O diretor e produtor Nilton Travesso se emocionou ao falar da morte do humorista e apresentador Jô Soares. Amigos de longa data, ele acompanhou o começo da carreira do artista na televisão. “A nossa amizade começou em 1959, depois de seis anos a fundação da TV Record e ele foi trazido pelo Silveira Sampaio, que era um grande ator, autor, apresentador, jornalista e médico. Ele foi a pessoa que descobriu Jô Soares”, contou o diretor em entrevista ao Jornal da Manhã. O humorista morava no Rio de Janeiro e veio a São Paulo para trabalhar com Nilton em um novo talk show que seria comandado por Silveira. “Ele roteirizava [o ‘SS Show’] junto com o João Evangelista Leão e eu dirigia. Entrava no ar meia-noite e terminava às 4h da manhã.” Jô gostou do trabalho e manifestou a Nilton seu desejo de se mudar para São Paulo, algo que aconteceu após o diretor conseguir um contrato para ele com a Record, em 1959, usando de argumento que Jô era “uma pessoa extremamente carinhosa, generosa, um big ator, um bom roteirista, um autor inacreditável e uma pessoa de qualidade profissional inacreditável”.
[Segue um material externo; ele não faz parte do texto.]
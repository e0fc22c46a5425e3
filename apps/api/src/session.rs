//! In-memory evaluation sessions.
//!
//! A session is created on submission and replaced wholesale by the next
//! submission for the same id. Nothing is persisted. The store is capped and
//! evicts the oldest session once full.

use std::collections::{HashMap, VecDeque};
use std::sync::Arc;

use chrono::{DateTime, Utc};
use serde::Serialize;
use tokio::sync::RwLock;
use tracing::{debug, info};
use uuid::Uuid;

use crate::evaluation::evaluator::{Comparison, FollowupKind};
use crate::llm_client::ModelChoice;

/// Markdown produced by a cover-letter or résumé-points call. Rendered as is.
#[derive(Debug, Clone, Serialize)]
pub struct Followup {
    pub model: ModelChoice,
    pub markdown: String,
    pub created_at: DateTime<Utc>,
}

#[derive(Debug, Clone, Serialize)]
pub struct EvaluationSession {
    pub id: Uuid,
    /// Bumped by the store on every `replace`. Follow-ups computed against an
    /// older revision are dropped instead of overwriting the newer session.
    pub revision: u64,
    pub created_at: DateTime<Utc>,
    pub resume_text: String,
    pub jd_text: String,
    pub comparison: Comparison,
    pub cover_letter: Option<Followup>,
    pub resume_points: Option<Followup>,
}

impl EvaluationSession {
    pub fn new(id: Uuid, resume_text: String, jd_text: String, comparison: Comparison) -> Self {
        Self {
            id,
            revision: 0,
            created_at: Utc::now(),
            resume_text,
            jd_text,
            comparison,
            cover_letter: None,
            resume_points: None,
        }
    }
}

#[derive(Default)]
struct Inner {
    sessions: HashMap<Uuid, EvaluationSession>,
    /// Insertion order, oldest first. Ids are unique.
    order: VecDeque<Uuid>,
    next_revision: u64,
}

#[derive(Clone)]
pub struct SessionStore {
    inner: Arc<RwLock<Inner>>,
    capacity: usize,
}

impl SessionStore {
    pub fn new(capacity: usize) -> Self {
        Self {
            inner: Arc::new(RwLock::new(Inner::default())),
            capacity: capacity.max(1),
        }
    }

    /// Stores `session`, replacing any earlier session with the same id.
    /// Returns the stored copy with its assigned revision.
    pub async fn replace(&self, mut session: EvaluationSession) -> EvaluationSession {
        let mut inner = self.inner.write().await;
        inner.next_revision += 1;
        session.revision = inner.next_revision;

        let id = session.id;
        if inner.sessions.insert(id, session.clone()).is_some() {
            inner.order.retain(|existing| *existing != id);
            info!("Replaced evaluation session {id}");
        } else {
            debug!("Created evaluation session {id}");
        }
        inner.order.push_back(id);

        while inner.order.len() > self.capacity {
            if let Some(evicted) = inner.order.pop_front() {
                inner.sessions.remove(&evicted);
                debug!("Evicted evaluation session {evicted}");
            }
        }

        session
    }

    pub async fn get(&self, id: Uuid) -> Option<EvaluationSession> {
        self.inner.read().await.sessions.get(&id).cloned()
    }

    /// Attaches a follow-up to the session at `revision`. Returns `false` if
    /// the session is gone or has been replaced since.
    pub async fn attach_followup(
        &self,
        id: Uuid,
        revision: u64,
        kind: FollowupKind,
        followup: Followup,
    ) -> bool {
        let mut inner = self.inner.write().await;
        let Some(session) = inner.sessions.get_mut(&id) else {
            return false;
        };
        if session.revision != revision {
            return false;
        }
        match kind {
            FollowupKind::CoverLetter => session.cover_letter = Some(followup),
            FollowupKind::ResumePoints => session.resume_points = Some(followup),
        }
        true
    }

    #[cfg(test)]
    pub async fn len(&self) -> usize {
        self.inner.read().await.sessions.len()
    }
}

#[cfg(test)]
mod tests {
    use super::*;
    use crate::evaluation::evaluator::ModelOutcome;

    fn comparison() -> Comparison {
        Comparison {
            gemini: ModelOutcome::CallFailed {
                message: "offline".to_string(),
            },
            gpt: ModelOutcome::CallFailed {
                message: "offline".to_string(),
            },
        }
    }

    fn session(id: Uuid, jd: &str) -> EvaluationSession {
        EvaluationSession::new(id, "resume".to_string(), jd.to_string(), comparison())
    }

    fn followup(text: &str) -> Followup {
        Followup {
            model: ModelChoice::Gemini,
            markdown: text.to_string(),
            created_at: Utc::now(),
        }
    }

    #[tokio::test]
    async fn test_replace_then_get() {
        let store = SessionStore::new(4);
        let id = Uuid::new_v4();
        let stored = store.replace(session(id, "jd one")).await;
        assert_eq!(stored.revision, 1);

        let fetched = store.get(id).await.unwrap();
        assert_eq!(fetched.jd_text, "jd one");
        assert!(store.get(Uuid::new_v4()).await.is_none());
    }

    #[tokio::test]
    async fn test_new_submission_replaces_session_and_clears_followups() {
        let store = SessionStore::new(4);
        let id = Uuid::new_v4();
        let first = store.replace(session(id, "jd one")).await;
        assert!(
            store
                .attach_followup(id, first.revision, FollowupKind::CoverLetter, followup("Dear"))
                .await
        );

        store.replace(session(id, "jd two")).await;
        let current = store.get(id).await.unwrap();
        assert_eq!(current.jd_text, "jd two");
        assert!(current.cover_letter.is_none());
        assert_eq!(store.len().await, 1);
    }

    #[tokio::test]
    async fn test_stale_followup_is_dropped() {
        let store = SessionStore::new(4);
        let id = Uuid::new_v4();
        let first = store.replace(session(id, "jd one")).await;
        store.replace(session(id, "jd two")).await;

        let attached = store
            .attach_followup(id, first.revision, FollowupKind::ResumePoints, followup("- x"))
            .await;
        assert!(!attached);
        assert!(store.get(id).await.unwrap().resume_points.is_none());
    }

    #[tokio::test]
    async fn test_followup_on_unknown_session() {
        let store = SessionStore::new(4);
        let attached = store
            .attach_followup(Uuid::new_v4(), 1, FollowupKind::CoverLetter, followup("x"))
            .await;
        assert!(!attached);
    }

    #[tokio::test]
    async fn test_capacity_evicts_oldest() {
        let store = SessionStore::new(2);
        let a = Uuid::new_v4();
        let b = Uuid::new_v4();
        let c = Uuid::new_v4();
        store.replace(session(a, "a")).await;
        store.replace(session(b, "b")).await;
        // Refreshing `a` makes `b` the oldest.
        store.replace(session(a, "a2")).await;
        store.replace(session(c, "c")).await;

        assert_eq!(store.len().await, 2);
        assert!(store.get(b).await.is_none());
        assert_eq!(store.get(a).await.unwrap().jd_text, "a2");
        assert!(store.get(c).await.is_some());
    }
}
Jô morreu na madrugada desta sexta-feira, 5, aos 84 anos, em São Paulo. Ele estava internado no hospital Sírio Libanês desde o final de julho e a causa da morte não foi divulgada. Receber a notícia da perda do grande amigo não foi fácil para Nilton. “O Jô era uma pessoa extraordinária. Foi uma madrugada muito cruel para todos nós”, comentou. Ao longo da carreira, Nilton trabalhou em vários projetos com Jô e o humorístico “Família Trapo” foi um deles. “Conseguimos fazer uma caminhada muito bonita até que sofremos o primeiro grande incêndio da TV Record, antigo Cassino Colonial. Com isso, fomos para o Teatro Record”, relembrou o diretor. Foi nessa época que surgiu a vontade de fazer uma comédia de situação e Jô deu uma sugestão do que moldou o formato da atração “Família Trapo”, que ele escrevia em parceria com Carlos Alberto de Nóbrega. “Tinha um humor totalmente diferente, sem violência. O Jô fazia o mordomo da família, o Gordon.”
Nilton também relembrou a proximidade de Jô com Hebe Camargo, outro grande nome da TV brasileira. O diretor contou que o humorista participava como intérprete do programa dela quando tinha convidados internacionais. Um deles foi o médico Christiaan Neethling Barnard, que realizou o primeiro transplante de coração do mundo. “Foi um trabalho danado trazer ele da Cidade do Cabo, na África do Sul, para o programa e o Jô foi o intérprete. Ele foi um grande companheiro da Hebe”, pontuou Nilton. Além da carreira de humorista, roteirista e escritor, Jô também se destacou como apresentador e ficou no ar até 2016 com o talk show “Programa do Jô”, que era exibido nas noites da Globo. “Tenho certeza que quando ele foi afastado da televisão, ali começou uma nova etapa da vida do Jô. Não acho que tenha sido leal tudo o que aconteceu com ele. Merecia muito mais do que aconteceu com ele nos últimos anos. É uma tristeza, mas acho mesmo que o afastamento dele da televisão deu um certo desânimo, mas ele continuou vivo, fazendo seu teatro, escrevendo, dirigindo, botando grandes personagens no palco e fez isso com uma nobreza inacreditável”, destacou.
Nilton também esteve no Morning Show nessa sexta e voltou a comentar sobre a saída de Jô da TV: “Acho que o coração dele ficou muito triste quando ele foi afastado da televisão. Acho que tudo isso provocou um pouco de tristeza no interior dele”. Sem conter as lágrimas, ele acrescentou: “Tenho certeza, Jô, que logo, logo vamos nos encontrar na eternidade e vamos rememorar todas as nossas ‘molequices’. Como vou sentir saudades de você, gordo”. O amigo do humorista também ressaltou a relevância do trabalho que fez no teatro. “O Jô Soares no teatro era uma pessoa nobre, de um coração e de um profissionalismo inacreditável, era um gigante no palco e, agora, não temos mais esse gigante. As cortinas se fecharam, mas lá em cima alguém deve estar abrindo uma cortina para ele entrar”, concluiu. Em uma entrevista concedida ao Morning Show em 2017, Jô comentou sobre a saída da Globo: “Foi uma escolha de lado a lado, mas, de certa forma, com minha total aprovação, achei que estava mais do que na hora porque foram 15 mil entrevistas em 28 anos”. O apresentador declarou ainda que “não ia mais gravar com o mesmo prazer”, pois sentia que esse ciclo já tinha se encerrado.